# [What is expected]
From the records below, copy out exactly the lines from the one containing "use crate::cli::LogFormat;" to the one containing "LogFormat::Pretty => registry", both included. Add nothing else.

┄┄┄┄┄┄┄┄┄┄

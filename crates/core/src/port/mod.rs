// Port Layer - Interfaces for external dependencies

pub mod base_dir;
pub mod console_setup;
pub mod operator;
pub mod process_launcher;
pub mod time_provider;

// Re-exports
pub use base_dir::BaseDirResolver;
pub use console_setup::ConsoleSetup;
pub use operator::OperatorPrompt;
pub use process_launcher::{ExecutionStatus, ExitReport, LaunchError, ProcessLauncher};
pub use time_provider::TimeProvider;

┄┄┄┄┄┄┄┄┄┄

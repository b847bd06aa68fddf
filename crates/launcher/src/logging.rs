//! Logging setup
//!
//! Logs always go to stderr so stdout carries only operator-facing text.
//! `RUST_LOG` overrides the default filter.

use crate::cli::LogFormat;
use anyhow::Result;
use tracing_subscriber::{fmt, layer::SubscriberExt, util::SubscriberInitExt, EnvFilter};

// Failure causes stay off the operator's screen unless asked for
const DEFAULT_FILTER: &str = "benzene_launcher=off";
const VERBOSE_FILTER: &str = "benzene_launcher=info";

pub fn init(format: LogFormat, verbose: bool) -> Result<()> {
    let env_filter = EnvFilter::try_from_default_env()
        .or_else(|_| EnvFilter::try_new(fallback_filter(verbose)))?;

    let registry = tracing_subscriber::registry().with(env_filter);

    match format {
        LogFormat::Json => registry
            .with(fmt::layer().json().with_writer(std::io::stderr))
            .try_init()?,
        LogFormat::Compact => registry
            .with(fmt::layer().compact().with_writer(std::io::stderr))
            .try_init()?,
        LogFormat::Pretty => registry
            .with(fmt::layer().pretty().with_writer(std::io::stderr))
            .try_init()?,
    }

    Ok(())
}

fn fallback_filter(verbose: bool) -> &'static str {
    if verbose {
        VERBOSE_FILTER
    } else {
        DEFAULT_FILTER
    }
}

┄┄┄┄┄┄┄┄┄┄

# [Worked solution]
use crate::cli::LogFormat;
use anyhow::Result;
use tracing_subscriber::{fmt, layer::SubscriberExt, util::SubscriberInitExt, EnvFilter};

// Failure causes stay off the operator's screen unless asked for
const DEFAULT_FILTER: &str = "benzene_launcher=off";
const VERBOSE_FILTER: &str = "benzene_launcher=info";

pub fn init(format: LogFormat, verbose: bool) -> Result<()> {
    let env_filter = EnvFilter::try_from_default_env()
        .or_else(|_| EnvFilter::try_new(fallback_filter(verbose)))?;

    let registry = tracing_subscriber::registry().with(env_filter);

    match format {
        LogFormat::Json => registry
            .with(fmt::layer().json().with_writer(std::io::stderr))
            .try_init()?,
        LogFormat::Compact => registry
            .with(fmt::layer().compact().with_writer(std::io::stderr))
            .try_init()?,
        LogFormat::Pretty => registry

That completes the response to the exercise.